Rodrigo é um dos poucos que arquiva as listagens de expedições e registra quem fez cume na montanha, tanto no cume central quanto no principal. Nada consta em nenhuma das tabelas referentes ao Shishapangma.
Para tirar a alegação a limpo, foram contactados por e-mail alguns escaladores que estiveram no Shisha em 2002, sendo que dois lembram de uma montanhista da qual não recordam o nome, mas ela teria ido apenas até o campo-base, realizando trekking no Tibete, e nem chegou a escalar a montanha. Bem poderia ter sido a Cleo, mas ainda assim não há informações suficientes para corroborar que esteve no Shisha em 2002.
Quanto a 2009, foi possível confirmar que de fato ela escalou o Shishapangma, mas desistiu a 7200 metros, acompanhada por Mingma Sherpa, não indo além. Portanto, em nenhuma das duas ocasiões, ela pisou no Shishapangma Central.
Broad Peak (Paquistão, 8047m) (2009)
Episódio mais controverso de todos. Após ser divulgado, no Explorersweb, que ninguém fez cume no Broad Peak em 2009, fato que na ocasião foi confirmado por todos os trip leaders, Cleo enviou e-mail reclamando, afirmando que fez cume na montanha.

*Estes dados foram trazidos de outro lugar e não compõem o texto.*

/// Fetch pipeline errors.
#[derive(Debug, Clone, Copy, PartialEq, Eq, thiserror::Error)]
#[cfg_attr(feature = "defmt", derive(defmt::Format))]
pub enum FetchError {
    /// The URL could not be parsed or uses an unsupported scheme.
    #[error("invalid URL")]
    BadUrl,
    /// The connection (or TLS handshake) was refused.
    #[error("connection refused")]
    ConnectionRefused,
    /// Writing the request failed.
    #[error("send failed")]
    SendFailed,
    /// The peer closed the connection mid-response.
    #[error("connection lost")]
    Disconnected,
    /// No bytes arrived within the idle timeout.
    #[error("read timeout")]
    Timeout,
    /// The response was not valid HTTP.
    #[error("bad response")]
    Payload,
    /// More than the allowed number of redirects.
    #[error("too many redirects")]
    TooManyRedirects,
    /// The response did not fit the page buffer.
    #[error("page too large")]
    OutOfMemory,
    /// The server answered with an error status.
    #[error("HTTP {0}")]
    Status(u16),
}

impl FetchError {
    /// Short text for the error banner.
    pub fn banner(&self) -> &'static str {
        match self {
            Self::BadUrl => "Invalid URL",
            Self::ConnectionRefused => "Connection refused",
            Self::SendFailed => "Send failed",
            Self::Disconnected => "Connection lost",
            Self::Timeout => "Timed out",
            Self::Payload => "Bad response",
            Self::TooManyRedirects => "Too many redirects",
            Self::OutOfMemory => "Page too large",
            Self::Status(404) => "Not found (404)",
            Self::Status(s) if *s >= 500 => "Server error",
            Self::Status(_) => "Request rejected",
        }
    }
}
//! Audio pipeline state machine.
//!
//! ```text
//! Idle --play--> Starting --duration seen--> Playing <--pause/resume--> Paused
//!   ^                                          |
//!   +---------------- stop / last EOF ---------+
//! ```
//!
//! The decoder picks its container parser from the file extension, so a
//! `.m4b` is renamed to `.m4a` on the card for as long as it is streamed and
//! renamed back on stop. Seeks issued before the header is parsed are
//! silently dropped by the decoder; the bookmark position is therefore held
//! as a pending seek and applied on the first tick that sees a duration.

use embedded_hal::digital::OutputPin;
use embedded_hal_async::delay::DelayNs;
use heapless::Vec;
use library::metadata::{TrackTags, MAX_CHAPTERS};
use library::track::{bounded, Author, Title};
use platform::audio::{AudioDecoder, EofLatch};
use platform::storage::{extension, join, stem, PathBuf};
use platform::Storage;

use crate::bookmark::Bookmark;
use crate::error::io;
use crate::playlist::Playlist;
use crate::sleep::SleepTimer;
use crate::volume::{self, VolumeKey, DEFAULT_VOLUME};
use crate::{chapters, PipelineError};

/// DAC rail settling time after power-up.
pub const DAC_SETTLE_MS: u32 = 50;

/// Seconds replayed before the saved position on open.
pub const PRE_ROLL_S: u32 = 3;

/// Restored positions at or below this start from the beginning instead.
pub const MIN_RESUME_S: u32 = 5;

/// Position sampling period (2 Hz).
pub const POSITION_SAMPLE_MS: u64 = 500;

/// Bookmark autosave period while playing.
pub const AUTOSAVE_INTERVAL_MS: u64 = 30_000;

/// Pipeline state.
#[derive(Debug, Clone, Copy, PartialEq, Eq)]
#[cfg_attr(feature = "defmt", derive(defmt::Format))]
pub enum PipelineState {
    /// No stream.
    Idle,
    /// Stream opened, header not yet parsed.
    Starting,
    /// Decoding.
    Playing,
    /// Stream open, decoder paused.
    Paused,
}

/// Notable things a tick did.
#[derive(Debug, Clone, Copy, PartialEq, Eq)]
#[cfg_attr(feature = "defmt", derive(defmt::Format))]
pub enum TickEvent {
    /// Nothing beyond pumping.
    None,
    /// The header was parsed and any pending seek applied.
    StreamReady,
    /// The bookmark was autosaved.
    Autosaved,
    /// EOF moved on to the next track.
    Advanced,
    /// EOF on the last track; the pipeline is idle.
    Finished,
    /// The sleep timer paused playback.
    SleepExpired,
}

/// The open book.
#[derive(Debug, Clone, PartialEq, Eq)]
pub struct Book {
    /// Directory holding the book's files.
    pub dir: PathBuf,
    /// Title shown by the player.
    pub title: Title,
    /// Author shown by the player.
    pub author: Author,
    /// Duration from the tags (0 if unknown).
    pub duration_s: u32,
    /// Chapter starts of the current track.
    pub chapters: Vec<u32, MAX_CHAPTERS>,
}
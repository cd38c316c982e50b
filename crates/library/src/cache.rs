//! `.metacache`: per-directory tag cache.
//!
//! ```text
//! #metacache v1
//! name<TAB>size<TAB>title<TAB>author<TAB>type
//! ```
//!
//! An entry is valid only while both the file name and the size match. A
//! file without the header line (or with another version) is ignored as a
//! whole. Only files are recorded, never directories.

use core::fmt::Write as _;

use heapless::{String, Vec};
use platform::storage::NameBuf;
use platform::Storage;
use store::fs::{atomic_write, for_each_line, MAX_LINE};
use store::paths::metacache_path;

use crate::error::io;
use crate::scanner::MAX_DIR_ENTRIES;
use crate::track::{bounded, Author, MediaKind, Title};
use crate::CacheError;

/// First line of every cache file.
pub const HEADER: &str = "#metacache v1";

/// One cached file.
#[derive(Debug, Clone, PartialEq, Eq)]
pub struct CacheEntry {
    /// File name.
    pub name: NameBuf,
    /// Size in bytes when parsed.
    pub size: u64,
    /// Parsed or derived title.
    pub title: Title,
    /// Parsed author; may be empty.
    pub author: Author,
    /// File kind.
    pub kind: MediaKind,
}

impl CacheEntry {
    /// Parse one data line.
    pub fn parse(line: &str) -> Option<Self> {
        let mut fields = line.split('\t');
        let name = fields.next()?;
        let size = fields.next()?.parse().ok()?;
        let title = fields.next()?;
        let author = fields.next()?;
        let kind = MediaKind::from_tag(fields.next()?)?;
        if name.is_empty() || fields.next().is_some() {
            return None;
        }
        Some(Self {
            name: bounded(name),
            size,
            title: bounded(title),
            author: bounded(author),
            kind,
        })
    }

    /// Format as a data line, without the newline. Tabs and newlines in
    /// tag text are replaced by spaces.
    pub fn format(&self) -> String<MAX_LINE> {
        let mut line = String::new();
        let _ = write!(line, "{}\t{}\t", self.name, self.size);
        push_clean(&mut line, &self.title);
        let _ = line.push('\t');
        push_clean(&mut line, &self.author);
        let _ = line.push('\t');
        let _ = line.push_str(self.kind.tag());
        line
    }
}

fn clean_char(c: char) -> char {
    if c == '\t' || c == '\n' || c == '\r' { ' ' } else { c }
}

fn push_clean<const N: usize>(out: &mut String<N>, text: &str) {
    for c in text.chars() {
        if out.push(clean_char(c)).is_err() {
            break;
        }
    }
}

/// Tag text as it reads back from a cache line: tabs and line breaks
/// become spaces.
pub fn clean<const N: usize>(text: &str) -> String<N> {
    let mut out = String::new();
    push_clean(&mut out, text);
    out
}

/// Cache contents for one directory.
#[derive(Debug, Clone, Default)]
pub struct MetaCache {
    entries: Vec<CacheEntry, MAX_DIR_ENTRIES>,
    hits: u32,
}

impl MetaCache {
    /// Empty cache.
    pub fn new() -> Self {
        Self::default()
    }

    /// Load `<dir>/.metacache`. A missing file, a missing header or an
    /// unknown version yields an empty cache.
    pub async fn load<S: Storage>(sd: &mut S, dir: &str) -> Result<Self, CacheError> {
        let path = metacache_path(dir)?;
        let mut cache = Self::new();
        let mut header_ok = None;
        for_each_line(sd, &path, |line| {
            if header_ok.is_none() {
                header_ok = Some(line == HEADER);
                return line == HEADER;
            }
            if let Some(entry) = CacheEntry::parse(line) {
                cache.insert(entry);
            }
            true
        })
        .await?;
        if header_ok == Some(false) {
            tracing::info!("metacache: {} has no v1 header, ignoring", path.as_str());
            cache.entries.clear();
        }
        Ok(cache)
    }

    /// Write the cache to `<dir>/.metacache`, replacing any previous file.
    pub async fn save<S: Storage>(&self, sd: &mut S, dir: &str) -> Result<(), CacheError> {
        let path = metacache_path(dir)?;
        let mut head: String<16> = String::new();
        let _ = head.push_str(HEADER);
        let _ = head.push('\n');
        atomic_write(sd, &path, head.as_bytes()).await?;
        for entry in &self.entries {
            let mut line = entry.format();
            let _ = line.push('\n');
            sd.append(&path, line.as_bytes()).await.map_err(io)?;
        }
        tracing::debug!("metacache: wrote {} entries to {}", self.entries.len(), path.as_str());
        Ok(())
    }

    /// Entry for (`name`, `size`); counts a hit when found.
    pub fn lookup(&mut self, name: &str, size: u64) -> Option<&CacheEntry> {
        let found = self
            .entries
            .iter()
            .position(|e| e.name.as_str() == name && e.size == size)?;
        self.hits = self.hits.saturating_add(1);
        self.entries.get(found)
    }

    /// Add or replace the entry for `entry.name`. Directories are ignored.
    pub fn insert(&mut self, entry: CacheEntry) {
        if entry.kind == MediaKind::Dir {
            return;
        }
        if let Some(slot) = self.entries.iter_mut().find(|e| e.name == entry.name) {
            *slot = entry;
        } else if self.entries.push(entry).is_err() {
            tracing::warn!("metacache: full, entry dropped");
        }
    }

    /// Cached entries.
    pub fn entries(&self) -> &[CacheEntry] {
        &self.entries
    }

    /// Lookups answered since load.
    pub fn hits(&self) -> u32 {
        self.hits
    }
}

#[cfg(test)]
mod tests {
    use super::*;
    use platform::mocks::MemStorage;

    fn entry(name: &str, size: u64, title: &str) -> CacheEntry {
        CacheEntry {
            name: bounded(name),
            size,
            title: bounded(title),
            author: Author::new(),
            kind: MediaKind::Mp3,
        }
    }

    #[test]
    fn test_line_keeps_empty_author_tab() {
        let e = entry("a.mp3", 42, "A");
        assert_eq!(e.format().as_str(), "a.mp3\t42\tA\t\tMP3");
        assert_eq!(CacheEntry::parse(&e.format()), Some(e));
    }

    #[test]
    fn test_rejects_malformed_lines() {
        assert_eq!(CacheEntry::parse("a.mp3\tbig\tA\t\tMP3"), None);
        assert_eq!(CacheEntry::parse("a.mp3\t1\tA\t\tOGG"), None);
        assert_eq!(CacheEntry::parse("a.mp3\t1\tA"), None);
        assert_eq!(CacheEntry::parse("a.mp3\t1\tA\tB\tMP3\textra"), None);
    }

    #[test]
    fn test_tag_text_is_sanitized() {
        let e = entry("a.mp3", 1, "x\ty");
        assert_eq!(e.format().as_str(), "a.mp3\t1\tx y\t\tMP3");
    }

    #[test]
    fn test_lookup_requires_size_match() {
        let mut c = MetaCache::new();
        c.insert(entry("a.mp3", 10, "A"));
        assert!(c.lookup("a.mp3", 11).is_none());
        assert_eq!(c.lookup("a.mp3", 10).map(|e| e.title.as_str()), Some("A"));
        assert_eq!(c.hits(), 1);
    }

    #[test]
    fn test_insert_replaces_by_name() {
        let mut c = MetaCache::new();
        c.insert(entry("a.mp3", 10, "A"));
        c.insert(entry("a.mp3", 12, "A2"));
        assert_eq!(c.entries().len(), 1);
        assert_eq!(c.entries()[0].size, 12);
    }

    #[tokio::test]
    async fn test_save_load_round_trip() {
        let fs = MemStorage::new();
        fs.mkdirs("/audiobooks");
        let mut sd = fs.clone();
        let mut c = MetaCache::new();
        c.insert(entry("a.mp3", 10, "A"));
        c.insert(entry("b.mp3", 20, "B"));
        c.save(&mut sd, "/audiobooks").await.unwrap();
        assert_eq!(
            fs.get_string("/audiobooks/.metacache").unwrap(),
            "#metacache v1\na.mp3\t10\tA\t\tMP3\nb.mp3\t20\tB\t\tMP3\n"
        );
        let back = MetaCache::load(&mut sd, "/audiobooks").await.unwrap();
        assert_eq!(back.entries(), c.entries());
    }

    #[tokio::test]
    async fn test_unversioned_file_is_ignored() {
        let fs = MemStorage::new();
        fs.insert("/audiobooks/.metacache", b"a.mp3\t10\tOld\t\tMP3\n");
        let mut sd = fs.clone();
        let c = MetaCache::load(&mut sd, "/audiobooks").await.unwrap();
        assert!(c.entries().is_empty());
        let missing = MetaCache::load(&mut sd, "/audiobooks/none").await.unwrap();
        assert!(missing.entries().is_empty());
    }
}
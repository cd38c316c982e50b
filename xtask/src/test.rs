//! xtask test: run the host test suites one stage at a time.

use anyhow::{Context, Result};
use colored::Colorize;
use std::process::Command;
use std::time::Instant;

/// One `cargo test` invocation.
struct Stage {
    name: &'static str,
    args: &'static [&'static str],
    /// A failing stage only warns.
    soft: bool,
}

const UNIT: Stage = Stage {
    name: "Unit tests",
    args: &["test", "--workspace", "--lib", "--exclude", "xtask"],
    soft: false,
};

const SCENARIOS: Stage = Stage {
    name: "Scenario tests",
    args: &["test", "--workspace", "--tests", "--exclude", "xtask"],
    soft: false,
};

const TOOLING: Stage = Stage {
    name: "xtask tests",
    args: &["test", "-p", "xtask"],
    soft: false,
};

const DOC: Stage = Stage {
    name: "Doc tests",
    args: &["test", "--workspace", "--doc"],
    soft: true,
};

pub fn run(unit_only: bool, integration_only: bool) -> Result<()> {
    println!();
    println!("{}", "Running tests...".cyan().bold());
    println!();

    let total_start = Instant::now();
    let mut stages: Vec<&Stage> = Vec::new();
    if !integration_only {
        stages.push(&UNIT);
        stages.push(&TOOLING);
    }
    if !unit_only {
        stages.push(&SCENARIOS);
    }
    if !unit_only && !integration_only {
        stages.push(&DOC);
    }
    for stage in stages {
        run_stage(stage)?;
    }

    println!(
        "{}",
        format!("✓ All tests completed in {:.2}s", total_start.elapsed().as_secs_f64())
            .green()
            .bold()
    );
    println!();
    Ok(())
}

fn run_stage(stage: &Stage) -> Result<()> {
    println!("{}", format!("  Running {}...", stage.name.to_lowercase()).cyan());
    let start = Instant::now();
    let output = Command::new("cargo")
        .args(stage.args)
        .output()
        .with_context(|| format!("Failed to run {}", stage.name.to_lowercase()))?;
    let stdout = String::from_utf8_lossy(&output.stdout);

    if !output.status.success() {
        if stage.soft {
            eprintln!("{}", format!("  ⚠ {} failed", stage.name).yellow().bold());
            println!();
            return Ok(());
        }
        eprintln!("{}", format!("  ✗ {} failed", stage.name).red().bold());
        eprintln!();
        for line in stdout.lines() {
            eprintln!("  {}", line);
        }
        anyhow::bail!("{} failed", stage.name);
    }

    println!(
        "{}",
        format!(
            "  ✓ {} passed {} in {:.2}s",
            stage.name,
            summarize(&stdout),
            start.elapsed().as_secs_f64()
        )
        .green()
    );
    println!();
    Ok(())
}

/// Totals over every "test result:" line cargo printed.
fn summarize(output: &str) -> String {
    let mut passed = 0u32;
    let mut failed = 0u32;
    let mut seen = false;
    for line in output.lines() {
        let Some(rest) = line.split("test result:").nth(1) else {
            continue;
        };
        seen = true;
        for part in rest.split(';') {
            let mut words = part.split_whitespace().rev();
            let (Some(label), Some(count)) = (words.next(), words.next()) else {
                continue;
            };
            let count: u32 = count.parse().unwrap_or(0);
            match label {
                "passed" => passed += count,
                "failed" => failed += count,
                _ => {}
            }
        }
    }
    if seen {
        format!("({passed} passed, {failed} failed)")
    } else {
        "(summary not available)".to_string()
    }
}

#[cfg(test)]
mod tests {
    use super::*;

    #[test]
    fn summary_adds_up_every_binary() {
        let out = "\
test result: ok. 5 passed; 0 failed; 0 ignored; 0 measured; 0 filtered out
test result: ok. 12 passed; 0 failed; 1 ignored; 0 measured; 0 filtered out";
        assert_eq!(summarize(out), "(17 passed, 0 failed)");
    }

    #[test]
    fn summary_missing_when_nothing_ran() {
        assert_eq!(summarize("compiling...\n"), "(summary not available)");
    }
}
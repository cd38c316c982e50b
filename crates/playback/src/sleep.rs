//! Sleep timer: pause playback after a fixed interval.

/// Timer length armed by the `Z` key.
pub const SLEEP_TIMER_MS: u64 = 45 * 60 * 1000;

/// Armed/disarmed sleep timer.
#[derive(Debug, Clone, Copy, Default, PartialEq, Eq)]
pub struct SleepTimer {
    deadline_ms: Option<u64>,
}

impl SleepTimer {
    /// Disarmed timer.
    pub const fn new() -> Self {
        Self { deadline_ms: None }
    }

    /// Arm if disarmed, disarm if armed. Returns the new armed state.
    pub fn toggle(&mut self, now_ms: u64) -> bool {
        self.deadline_ms = match self.deadline_ms {
            Some(_) => None,
            None => Some(now_ms.saturating_add(SLEEP_TIMER_MS)),
        };
        self.deadline_ms.is_some()
    }

    /// Time left, `None` when disarmed.
    pub fn remaining(&self, now_ms: u64) -> Option<u64> {
        self.deadline_ms.map(|d| d.saturating_sub(now_ms))
    }

    /// `true` once when the deadline passes; the timer disarms itself.
    pub fn take_expired(&mut self, now_ms: u64) -> bool {
        match self.deadline_ms {
            Some(d) if now_ms >= d => {
                self.deadline_ms = None;
                true
            }
            _ => false,
        }
    }

    /// Disarm.
    pub fn cancel(&mut self) {
        self.deadline_ms = None;
    }
}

Confiando na palavra da escaladora, e no aguardo de mais provas, provisoriamente foi divulgado que ela teria feito cume no Broad Peak I (8047m). Investigações mais profundas apontaram no sentido de ela ter parado na antecima, Broad Peak Rocky Fore Summit (8030m). E as respostas por e-mail obtidas recentemente querem fazer crer que sequer Cleo teria chegado à antecima, parando no platô alto (7900m).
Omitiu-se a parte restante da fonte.